> **Aim of the task**: Write out each line from the data below that includes the word "ContextConfig".

[Saved entries]
<<<<
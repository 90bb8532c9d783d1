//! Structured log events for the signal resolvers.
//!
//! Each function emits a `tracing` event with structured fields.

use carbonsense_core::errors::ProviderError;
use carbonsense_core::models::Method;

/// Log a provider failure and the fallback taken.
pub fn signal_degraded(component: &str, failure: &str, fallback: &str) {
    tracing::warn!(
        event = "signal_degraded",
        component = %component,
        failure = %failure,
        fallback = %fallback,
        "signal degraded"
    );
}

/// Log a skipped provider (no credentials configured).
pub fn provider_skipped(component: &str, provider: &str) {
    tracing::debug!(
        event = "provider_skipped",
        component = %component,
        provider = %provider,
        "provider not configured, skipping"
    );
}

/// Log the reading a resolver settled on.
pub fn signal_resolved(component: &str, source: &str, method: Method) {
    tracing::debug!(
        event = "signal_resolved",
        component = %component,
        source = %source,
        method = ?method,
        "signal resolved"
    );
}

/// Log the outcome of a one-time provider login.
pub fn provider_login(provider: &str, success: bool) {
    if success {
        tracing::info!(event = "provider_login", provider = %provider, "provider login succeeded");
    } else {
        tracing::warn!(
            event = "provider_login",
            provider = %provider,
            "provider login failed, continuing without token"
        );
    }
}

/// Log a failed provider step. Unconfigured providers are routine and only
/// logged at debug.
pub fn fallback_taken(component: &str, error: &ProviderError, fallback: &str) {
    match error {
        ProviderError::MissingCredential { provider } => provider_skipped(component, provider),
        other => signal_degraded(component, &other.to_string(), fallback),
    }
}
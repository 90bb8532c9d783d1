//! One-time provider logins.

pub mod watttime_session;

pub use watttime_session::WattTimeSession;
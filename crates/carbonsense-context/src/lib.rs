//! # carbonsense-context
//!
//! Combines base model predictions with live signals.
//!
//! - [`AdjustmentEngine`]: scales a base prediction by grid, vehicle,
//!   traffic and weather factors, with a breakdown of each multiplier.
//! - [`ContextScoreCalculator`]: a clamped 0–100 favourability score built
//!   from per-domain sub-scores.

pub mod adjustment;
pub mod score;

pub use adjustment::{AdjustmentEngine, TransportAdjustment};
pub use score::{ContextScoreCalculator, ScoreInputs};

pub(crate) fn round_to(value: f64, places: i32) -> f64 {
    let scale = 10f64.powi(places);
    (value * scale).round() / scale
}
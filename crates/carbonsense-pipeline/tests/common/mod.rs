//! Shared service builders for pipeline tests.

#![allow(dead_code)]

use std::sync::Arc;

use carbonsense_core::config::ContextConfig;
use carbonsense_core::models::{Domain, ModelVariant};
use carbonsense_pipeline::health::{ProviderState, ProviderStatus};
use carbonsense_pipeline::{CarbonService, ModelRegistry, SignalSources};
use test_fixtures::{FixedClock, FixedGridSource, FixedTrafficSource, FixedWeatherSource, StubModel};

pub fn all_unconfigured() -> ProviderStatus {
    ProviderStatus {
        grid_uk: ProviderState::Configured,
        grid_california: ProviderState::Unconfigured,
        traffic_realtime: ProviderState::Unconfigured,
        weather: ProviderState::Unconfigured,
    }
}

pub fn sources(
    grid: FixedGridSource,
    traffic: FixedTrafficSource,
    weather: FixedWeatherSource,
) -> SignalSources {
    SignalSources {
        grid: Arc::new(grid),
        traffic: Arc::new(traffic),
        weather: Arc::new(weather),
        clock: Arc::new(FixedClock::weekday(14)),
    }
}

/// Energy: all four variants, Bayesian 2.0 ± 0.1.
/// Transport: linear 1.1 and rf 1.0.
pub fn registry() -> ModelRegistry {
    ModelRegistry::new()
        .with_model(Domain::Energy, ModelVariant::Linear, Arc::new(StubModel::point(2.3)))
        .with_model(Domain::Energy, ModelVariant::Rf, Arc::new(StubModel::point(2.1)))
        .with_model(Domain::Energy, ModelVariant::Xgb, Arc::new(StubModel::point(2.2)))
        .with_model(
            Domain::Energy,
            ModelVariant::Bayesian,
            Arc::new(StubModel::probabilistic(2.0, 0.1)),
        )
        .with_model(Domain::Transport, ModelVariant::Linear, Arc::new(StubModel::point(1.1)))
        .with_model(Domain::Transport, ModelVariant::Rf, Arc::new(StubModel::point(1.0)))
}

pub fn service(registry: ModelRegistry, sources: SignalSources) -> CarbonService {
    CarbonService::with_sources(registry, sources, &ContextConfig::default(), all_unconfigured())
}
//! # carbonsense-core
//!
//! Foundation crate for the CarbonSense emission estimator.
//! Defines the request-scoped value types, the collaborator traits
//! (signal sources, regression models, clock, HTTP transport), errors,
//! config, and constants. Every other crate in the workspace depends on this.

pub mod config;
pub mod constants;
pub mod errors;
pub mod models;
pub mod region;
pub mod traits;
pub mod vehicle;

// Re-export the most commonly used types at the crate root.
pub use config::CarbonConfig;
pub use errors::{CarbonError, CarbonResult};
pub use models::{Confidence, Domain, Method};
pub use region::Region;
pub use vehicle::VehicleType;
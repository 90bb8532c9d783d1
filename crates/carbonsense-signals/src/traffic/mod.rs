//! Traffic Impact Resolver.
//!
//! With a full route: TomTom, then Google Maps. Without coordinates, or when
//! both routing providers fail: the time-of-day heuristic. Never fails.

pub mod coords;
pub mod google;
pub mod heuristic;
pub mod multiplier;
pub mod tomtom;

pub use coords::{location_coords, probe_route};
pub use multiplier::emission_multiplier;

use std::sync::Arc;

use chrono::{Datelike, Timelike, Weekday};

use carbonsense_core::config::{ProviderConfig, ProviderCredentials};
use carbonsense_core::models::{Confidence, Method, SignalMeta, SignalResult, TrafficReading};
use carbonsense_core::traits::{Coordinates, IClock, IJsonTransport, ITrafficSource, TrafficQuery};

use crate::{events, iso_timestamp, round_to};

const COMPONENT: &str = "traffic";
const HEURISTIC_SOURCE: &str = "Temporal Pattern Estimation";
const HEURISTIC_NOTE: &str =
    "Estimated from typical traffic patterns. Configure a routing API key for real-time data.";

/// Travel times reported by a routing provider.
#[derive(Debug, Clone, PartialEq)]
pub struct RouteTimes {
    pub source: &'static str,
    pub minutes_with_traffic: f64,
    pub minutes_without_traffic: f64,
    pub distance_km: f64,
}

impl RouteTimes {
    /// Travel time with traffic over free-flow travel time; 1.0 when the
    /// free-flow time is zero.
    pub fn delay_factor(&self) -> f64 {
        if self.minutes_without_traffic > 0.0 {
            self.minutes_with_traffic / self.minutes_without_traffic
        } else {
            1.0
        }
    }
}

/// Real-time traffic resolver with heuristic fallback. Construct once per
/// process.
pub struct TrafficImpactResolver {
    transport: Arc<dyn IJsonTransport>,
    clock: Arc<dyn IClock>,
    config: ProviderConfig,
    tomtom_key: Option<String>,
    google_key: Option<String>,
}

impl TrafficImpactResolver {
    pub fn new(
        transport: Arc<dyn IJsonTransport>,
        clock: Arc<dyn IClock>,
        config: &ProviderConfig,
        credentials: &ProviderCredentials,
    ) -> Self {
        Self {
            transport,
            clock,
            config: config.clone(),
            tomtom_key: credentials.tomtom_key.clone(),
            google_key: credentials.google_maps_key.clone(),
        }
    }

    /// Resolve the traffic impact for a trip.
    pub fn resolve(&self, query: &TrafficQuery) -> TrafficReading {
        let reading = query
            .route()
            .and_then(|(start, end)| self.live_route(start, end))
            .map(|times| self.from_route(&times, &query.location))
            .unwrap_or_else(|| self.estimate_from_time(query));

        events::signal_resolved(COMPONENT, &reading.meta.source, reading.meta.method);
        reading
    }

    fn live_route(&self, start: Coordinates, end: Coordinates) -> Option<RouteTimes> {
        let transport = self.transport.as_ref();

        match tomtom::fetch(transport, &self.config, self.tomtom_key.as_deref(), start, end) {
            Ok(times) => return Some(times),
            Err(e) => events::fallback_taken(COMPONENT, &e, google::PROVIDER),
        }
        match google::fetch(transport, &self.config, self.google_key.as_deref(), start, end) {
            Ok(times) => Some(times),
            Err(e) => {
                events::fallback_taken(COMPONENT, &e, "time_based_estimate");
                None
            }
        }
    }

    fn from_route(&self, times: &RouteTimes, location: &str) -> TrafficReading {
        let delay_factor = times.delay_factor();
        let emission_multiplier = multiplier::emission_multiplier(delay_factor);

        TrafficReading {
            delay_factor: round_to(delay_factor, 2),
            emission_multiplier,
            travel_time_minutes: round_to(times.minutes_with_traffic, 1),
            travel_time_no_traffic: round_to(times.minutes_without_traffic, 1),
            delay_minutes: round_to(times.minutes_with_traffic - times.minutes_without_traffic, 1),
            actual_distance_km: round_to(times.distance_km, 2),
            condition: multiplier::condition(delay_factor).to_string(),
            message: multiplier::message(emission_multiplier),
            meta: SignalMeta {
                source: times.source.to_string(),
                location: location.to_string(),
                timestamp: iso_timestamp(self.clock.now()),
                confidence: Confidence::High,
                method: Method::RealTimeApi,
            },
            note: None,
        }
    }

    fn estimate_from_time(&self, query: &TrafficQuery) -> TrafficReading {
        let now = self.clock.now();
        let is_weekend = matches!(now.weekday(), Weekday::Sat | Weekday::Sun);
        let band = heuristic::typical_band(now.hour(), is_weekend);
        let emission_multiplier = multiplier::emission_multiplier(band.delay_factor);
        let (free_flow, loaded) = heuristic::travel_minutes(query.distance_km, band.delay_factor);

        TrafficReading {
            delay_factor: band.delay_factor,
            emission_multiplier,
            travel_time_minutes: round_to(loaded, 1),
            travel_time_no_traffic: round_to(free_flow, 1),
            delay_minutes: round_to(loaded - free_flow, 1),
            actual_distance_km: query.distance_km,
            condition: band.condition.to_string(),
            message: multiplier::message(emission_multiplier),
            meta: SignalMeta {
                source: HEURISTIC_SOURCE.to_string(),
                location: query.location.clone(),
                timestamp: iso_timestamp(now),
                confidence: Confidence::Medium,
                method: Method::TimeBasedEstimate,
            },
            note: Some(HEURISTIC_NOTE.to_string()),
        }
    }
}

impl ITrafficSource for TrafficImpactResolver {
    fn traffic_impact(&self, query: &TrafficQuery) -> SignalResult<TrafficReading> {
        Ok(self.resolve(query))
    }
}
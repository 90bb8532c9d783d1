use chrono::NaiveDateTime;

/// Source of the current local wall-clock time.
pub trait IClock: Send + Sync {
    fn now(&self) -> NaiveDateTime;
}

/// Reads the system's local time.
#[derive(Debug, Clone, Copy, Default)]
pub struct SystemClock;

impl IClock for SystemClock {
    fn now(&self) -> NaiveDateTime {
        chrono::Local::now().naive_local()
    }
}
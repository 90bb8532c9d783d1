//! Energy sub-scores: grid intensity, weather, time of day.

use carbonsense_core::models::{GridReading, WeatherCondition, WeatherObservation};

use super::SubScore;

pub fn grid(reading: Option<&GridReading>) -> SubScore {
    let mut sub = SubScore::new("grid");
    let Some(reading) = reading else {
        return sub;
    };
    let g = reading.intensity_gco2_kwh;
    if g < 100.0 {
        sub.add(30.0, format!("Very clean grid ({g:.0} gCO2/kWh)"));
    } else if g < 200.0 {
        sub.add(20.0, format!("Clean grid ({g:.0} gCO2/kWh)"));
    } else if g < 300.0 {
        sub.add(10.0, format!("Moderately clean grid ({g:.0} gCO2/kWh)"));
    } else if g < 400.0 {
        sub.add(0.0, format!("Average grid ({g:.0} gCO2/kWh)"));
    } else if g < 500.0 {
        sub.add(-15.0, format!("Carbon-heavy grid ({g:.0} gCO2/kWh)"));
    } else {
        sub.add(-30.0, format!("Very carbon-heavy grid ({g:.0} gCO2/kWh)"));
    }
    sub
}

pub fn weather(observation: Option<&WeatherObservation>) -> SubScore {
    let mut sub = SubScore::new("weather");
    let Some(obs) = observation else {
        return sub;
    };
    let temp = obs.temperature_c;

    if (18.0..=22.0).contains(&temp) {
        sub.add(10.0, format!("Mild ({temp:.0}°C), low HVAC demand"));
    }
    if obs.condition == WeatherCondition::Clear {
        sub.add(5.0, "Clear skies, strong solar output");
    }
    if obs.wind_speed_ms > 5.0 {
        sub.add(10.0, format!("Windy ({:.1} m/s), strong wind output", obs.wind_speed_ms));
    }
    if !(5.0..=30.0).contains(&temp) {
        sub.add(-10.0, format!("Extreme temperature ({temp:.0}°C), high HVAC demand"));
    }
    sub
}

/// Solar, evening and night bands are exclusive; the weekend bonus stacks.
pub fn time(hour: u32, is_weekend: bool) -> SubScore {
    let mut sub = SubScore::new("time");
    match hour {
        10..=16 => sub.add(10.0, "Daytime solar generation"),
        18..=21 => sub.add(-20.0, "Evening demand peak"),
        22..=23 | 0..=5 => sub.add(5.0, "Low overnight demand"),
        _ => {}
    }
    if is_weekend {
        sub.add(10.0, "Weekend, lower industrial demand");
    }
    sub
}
>>>>
> **Completed exercise**:
use carbonsense_core::config::ContextConfig;
    CarbonService::with_sources(registry, sources, &ContextConfig::default(), all_unconfigured())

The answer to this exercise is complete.